Having covered the majority of the complexities of investment properties throughout my first four blog posts, I would like to finish the series with a final post on group scenarios.


My very first post on investment properties stated the definition of an investment property, which I would now like to return to:Section 16 of FRS 102 defines investment property as property (which can include land or only part of a building) held by the owner or by the lessee under a finance lease to earn rentals or for capital appreciation or both, rather than for:

    • use in the production or supply of goods or services or for administrative purposes; or
    • sale in the ordinary course of business.

The FRC's Staff Education Note 4 on investment properties notes that properties which are let to and occupied by group companies would be recognised as investment properties in individual financial statements of the lessor but in the group accounts would be recognised as PPE (tangible fixed assets). This has perhaps been one of the most controversial areas surrounding investment properties under FRS 102 as to many users of accounts is seems senseless to record as an investment property in one set of accounts (perhaps the parent) yet record as PPE in the group set of accounts given that the nothing has changed. This could be an expensive process for groups whereby there is a need to consider the fair value of the investment property for single entity accounts when previously they would have held these assets as tangible fixed assets under SSAP 19 as they are let within the group.

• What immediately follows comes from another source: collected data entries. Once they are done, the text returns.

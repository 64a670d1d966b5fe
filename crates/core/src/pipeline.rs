//! Pipeline orchestration.
//!
//! `QueryPipeline` is the single entry point callers use:
//!
//! 1. Cache lookup keyed on the raw request (may short-circuit everything)
//! 2. Validation — rejected SQL never touches the engine
//! 3. Admission — excess load rejected immediately
//! 4. Execution under deadline and row cap
//! 5. Outcome recorded in the monitor; successes cached, failures never
//!
//! All collaborators are injected at construction and shared by handle;
//! there is no global mutable state.

use std::sync::Arc;
use std::time::{Duration, Instant};

use keel_common::config::{AppConfig, QueryLimits};
use keel_error::{KeelError, Result};
use tracing::info;

use crate::admission::ConcurrencyAdmission;
use crate::cache::{normalize_question, ResponseCaches};
use crate::executor::Executor;
use crate::models::{PipelineResponse, QueryRequest};
use crate::monitor::{PerformanceMonitor, QueryEvent};
use crate::validator;

pub struct PipelineOptions {
    pub executor: Executor,
    pub caches: Arc<ResponseCaches>,
    pub monitor: Arc<PerformanceMonitor>,
    pub limits: QueryLimits,
}

pub struct QueryPipeline {
    executor: Executor,
    admission: ConcurrencyAdmission,
    caches: Arc<ResponseCaches>,
    monitor: Arc<PerformanceMonitor>,
    limits: QueryLimits,
}

impl QueryPipeline {
    pub fn new(options: PipelineOptions) -> Self {
        Self {
            executor: options.executor,
            admission: ConcurrencyAdmission::new(options.limits.max_concurrent_queries),
            caches: options.caches,
            monitor: options.monitor,
            limits: options.limits,
        }
    }

    /// Build a pipeline from configuration: file-backed database when
    /// `database_path` is set, in-memory otherwise.
    pub fn from_config(config: &AppConfig) -> Result<Self> {
        let executor = match &config.database_path {
            Some(path) => Executor::open(path)?,
            None => Executor::open_in_memory()?,
        };
        Ok(Self::new(PipelineOptions {
            executor,
            caches: Arc::new(ResponseCaches::new(config.cache)),
            monitor: Arc::new(PerformanceMonitor::new(config.monitor)),
            limits: config.limits,
        }))
    }

    /// Run one request through the full pipeline.
    pub async fn run(&self, request: QueryRequest) -> Result<PipelineResponse> {
        // Keyed on the pre-validation request identity
        let cache_key = request.sql.trim().to_string();
        if let Some(result) = self.caches.query_results.get(&cache_key) {
            info!(target: "queries", sql = %cache_key, cache_hit = true, "served from cache");
            return Ok(PipelineResponse {
                result,
                cache_hit: true,
            });
        }

        let timeout = Duration::from_secs(
            request
                .timeout_seconds
                .unwrap_or(self.limits.query_timeout_seconds),
        );
        let row_limit = request.row_limit.unwrap_or(self.limits.max_result_rows);

        let report = validator::validate(&request.sql);
        let normalized = match (report.is_valid, report.normalized_sql.clone()) {
            (true, Some(normalized)) => normalized,
            _ => {
                let err = validator::rejection_error(&report);
                self.record_failure(&request.sql, 0.0, &err);
                return Err(err);
            }
        };

        let ticket = match self.admission.admit() {
            Ok(ticket) => ticket,
            Err(err) => {
                self.record_failure(&request.sql, 0.0, &err);
                return Err(err);
            }
        };

        let started = Instant::now();
        let outcome = self.executor.execute(&normalized, timeout, row_limit).await;
        drop(ticket);

        match outcome {
            Ok(result) => {
                self.monitor.record(QueryEvent {
                    sql: normalized,
                    runtime_ms: result.runtime_ms,
                    success: true,
                    error_message: None,
                    row_count: Some(result.row_count),
                    truncated: result.truncated,
                    timed_out: false,
                });
                self.caches.query_results.put(cache_key, result.clone());
                Ok(PipelineResponse {
                    result,
                    cache_hit: false,
                })
            }
            Err(err) => {
                let runtime_ms = started.elapsed().as_secs_f64() * 1000.0;
                self.record_failure(&normalized, runtime_ms, &err);
                Err(err)
            }
        }
    }

    /// Pass-through cache for assembled conversational responses, keyed by
    /// the normalized question.
    pub fn cached_response(&self, question: &str) -> Option<String> {
        self.caches.responses.get(&normalize_question(question))
    }

    pub fn store_response(&self, question: &str, response: String) {
        self.caches.responses.put(normalize_question(question), response);
    }

    /// Pass-through cache for the external language-model collaborator's
    /// completions; this pipeline never calls the model itself.
    pub fn cached_completion(&self, prompt: &str) -> Option<String> {
        self.caches.completions.get(prompt)
    }

    pub fn store_completion(&self, prompt: &str, completion: String) {
        self.caches.completions.put(prompt, completion);
    }

    pub fn active_queries(&self) -> usize {
        self.admission.active_count()
    }

    pub fn caches(&self) -> &ResponseCaches {
        &self.caches
    }

    pub fn monitor(&self) -> &PerformanceMonitor {
        &self.monitor
    }

    fn record_failure(&self, sql: &str, runtime_ms: f64, err: &KeelError) {
        self.monitor.record(QueryEvent {
            sql: sql.to_string(),
            runtime_ms,
            success: false,
            error_message: Some(err.message.clone()),
            row_count: None,
            truncated: false,
            timed_out: err.is_timeout(),
        });
    }
}

#[cfg(test)]
mod tests {
    use super::*;
    use keel_common::config::CacheSettings;
    use keel_common::config::MonitorSettings;

    fn pipeline() -> QueryPipeline {
        QueryPipeline::new(PipelineOptions {
            executor: Executor::open_in_memory().unwrap(),
            caches: Arc::new(ResponseCaches::new(CacheSettings::default())),
            monitor: Arc::new(PerformanceMonitor::new(MonitorSettings::default())),
            limits: QueryLimits::default(),
        })
    }

    #[tokio::test]
    async fn test_success_is_recorded_and_cached() {
        let pipeline = pipeline();
        let response = pipeline.run(QueryRequest::new("SELECT 1 AS n")).await.unwrap();
        assert!(!response.cache_hit);
        assert_eq!(response.result.row_count, 1);

        let stats = pipeline.monitor().stats();
        assert_eq!(stats.aggregate.successful_queries, 1);
        assert_eq!(pipeline.caches().query_results.stats().entries, 1);
    }

    #[tokio::test]
    async fn test_second_run_hits_cache() {
        let pipeline = pipeline();
        pipeline.run(QueryRequest::new("SELECT 1 AS n")).await.unwrap();
        let second = pipeline.run(QueryRequest::new("SELECT 1 AS n")).await.unwrap();
        assert!(second.cache_hit);

        // The engine ran once: only one execution recorded
        assert_eq!(pipeline.monitor().stats().aggregate.total_queries, 1);
    }

    #[tokio::test]
    async fn test_rejection_recorded_never_cached() {
        let pipeline = pipeline();
        let err = pipeline
            .run(QueryRequest::new("DROP TABLE users"))
            .await
            .unwrap_err();
        assert_eq!(err.sql_error_type, keel_error::SqlErrorType::Security);

        let stats = pipeline.monitor().stats();
        assert_eq!(stats.aggregate.failed_queries, 1);
        assert_eq!(pipeline.caches().query_results.stats().entries, 0);
    }

    #[tokio::test]
    async fn test_response_cache_normalizes_questions() {
        let pipeline = pipeline();
        pipeline.store_response("What were sales last month?", "42".to_string());
        assert_eq!(
            pipeline.cached_response("  what were sales LAST month?! "),
            Some("42".to_string())
        );
    }
}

When I think of a group situation with a parent company acquiring and holding all property for the group and letting this out to the individual subsidiaries for them to trade out of, then I ask myself the question: Why is the parent company holding this property?

A common answer is that they are holding all of the property to 'ring fence' it in case of any unfortunate incidents in the future. The parent may well charge rent to the subsidiary but it is unlikely that they are holding the property to earn rentals or for capital appreciation. Often they are really only holding these properties for group 'administrative purposes' as part of the objective of the parent entity! If this is the case then that property would surely fall under the definition of a tangible fixed asset and not an investment property. This would mean it would be both a tangible fixed asset in the individual parent entity accounts and the group accounts.

Another scenario may be that no rent is being charged by the parent; however if this is a non-small group then tax transfer pricing issues should be considered.

Care is need here - if the parent is holding the property to earn rentals or for capital appreciation then it will fall under the category of investment property and will need to be accounted for as such which will generally mean holding at fair value. Many commentators have reported the failsafe of using 'undue cost or effort' in this scenario although care must be taken in light of my blog post specifically on this issue.